- Education: Fudan University University of Montana Pennsylvania State University
- Scientific career
- Fields: Statistics
- Workplaces: University of Illinois at Urbana–Champaign
- Thesis: Adaptive Generalized Estimating Equations (1998)
- Doctoral advisor: Bruce G. Lindsay
- Website: https://publish.illinois.edu/anniequ/

= Annie Qu =

American statistician

Peiyong "Annie" Qu (瞿培勇 (Qú Péiyǒng)) is a Chinese-American statistician known for her work on estimating equations and semiparametric models. Her research interests also include longitudinal analysis, nonparametric statistics and robust statistics, missing data, and biostatistics.

==Biography==
Qu earned a bachelor's degree in computational mathematics from Fudan University in 1990. She came to the U.S. for graduate study, earned a master's degree in operations research at the University of Montana in 1992, and completed her Ph.D. in statistics at Pennsylvania State University in 1998. Her dissertation, jointly supervised by Bruce G. Lindsay and Bing Li, was Adaptive Generalized Estimating Equations.

She joined the Oregon State University faculty in 1999, and moved to the University of Illinois at Urbana–Champaign in 2008. In 2015 she added another affiliation with the Institute for Genomic Biology at Illinois. At Illinois she became Data Science Founder Professor, Brad and Karen Smith Professorial Scholar, professor of statistics, and director of the Illinois Statistics Office.
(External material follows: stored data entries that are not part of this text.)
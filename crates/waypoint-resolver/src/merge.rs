//! Ranking and de-duplication of history and live suggestions.

use std::collections::HashSet;

use waypoint_core::{
    normalize_address, CoreError, FavoriteLocationEntry, HistorySearch, Location,
    RecentLocationEntry, SearchSuggestion,
};

/// One row of the result list.
#[derive(Debug, Clone, PartialEq)]
pub enum ResultItem {
    Favorite(FavoriteLocationEntry),
    Recent(RecentLocationEntry),
    Suggestion(SearchSuggestion),
}

impl ResultItem {
    /// `"{name} ({address})"` for favorites, the address otherwise.
    #[must_use]
    pub fn label(&self) -> String {
        match self {
            ResultItem::Favorite(f) => f.label(),
            ResultItem::Recent(r) => r.location.address.clone(),
            ResultItem::Suggestion(s) => s.address.clone(),
        }
    }

    #[must_use]
    pub fn address(&self) -> &str {
        match self {
            ResultItem::Favorite(f) => &f.location.address,
            ResultItem::Recent(r) => &r.location.address,
            ResultItem::Suggestion(s) => &s.address,
        }
    }

    /// # Errors
    ///
    /// Returns [`CoreError::EmptyAddress`] for a suggestion with blank text.
    pub fn to_location(&self) -> Result<Location, CoreError> {
        match self {
            ResultItem::Favorite(f) => Ok(f.location.clone()),
            ResultItem::Recent(r) => Ok(r.location.clone()),
            ResultItem::Suggestion(s) => s.to_location(),
        }
    }

    /// Provider that produced the item, for live suggestions.
    #[must_use]
    pub fn provider(&self) -> Option<&str> {
        match self {
            ResultItem::Suggestion(s) => Some(&s.provider),
            _ => None,
        }
    }
}

struct Dedup {
    seen: HashSet<String>,
    items: Vec<ResultItem>,
}

impl Dedup {
    fn new() -> Self {
        Self {
            seen: HashSet::new(),
            items: Vec::new(),
        }
    }

    fn push(&mut self, item: ResultItem) {
        let key = normalize_address(item.address());
        if !key.is_empty() && self.seen.insert(key) {
            self.items.push(item);
        }
    }
}

/// Favorites, then recents, then live suggestions, skipping any address
/// already shown above.
#[must_use]
pub fn merge_results(history: &HistorySearch, suggestions: &[SearchSuggestion]) -> Vec<ResultItem> {
    let mut merged = Dedup::new();
    for favorite in &history.favorite {
        merged.push(ResultItem::Favorite(favorite.clone()));
    }
    for recent in &history.recent {
        merged.push(ResultItem::Recent(recent.clone()));
    }
    for suggestion in suggestions {
        merged.push(ResultItem::Suggestion(suggestion.clone()));
    }
    merged.items
}

/// All favorites followed by at most `recents_limit` recents.
#[must_use]
pub fn history_items(
    favorites: &[FavoriteLocationEntry],
    recents: &[RecentLocationEntry],
    recents_limit: usize,
) -> Vec<ResultItem> {
    let mut merged = Dedup::new();
    for favorite in favorites {
        merged.push(ResultItem::Favorite(favorite.clone()));
    }
    let mut shown = 0;
    for recent in recents {
        if shown == recents_limit {
            break;
        }
        let before = merged.items.len();
        merged.push(ResultItem::Recent(recent.clone()));
        shown += merged.items.len() - before;
    }
    merged.items
}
Starting July 2020, she moved to the University of California, Irvine, as a Chancellor's Professor.

==Recognition==
In 2010, Qu was elected as a Fellow of the American Statistical Association; she became a Fellow of the Institute of Mathematical Statistics in 2016. She was the chair of the Section on Statistical Learning and Data Science of the American Statistical Association and of the Biometrics Section of the International Chinese Statistical Association for 2017. She was named to the 2021 class of Fellows of the American Association for the Advancement of Science.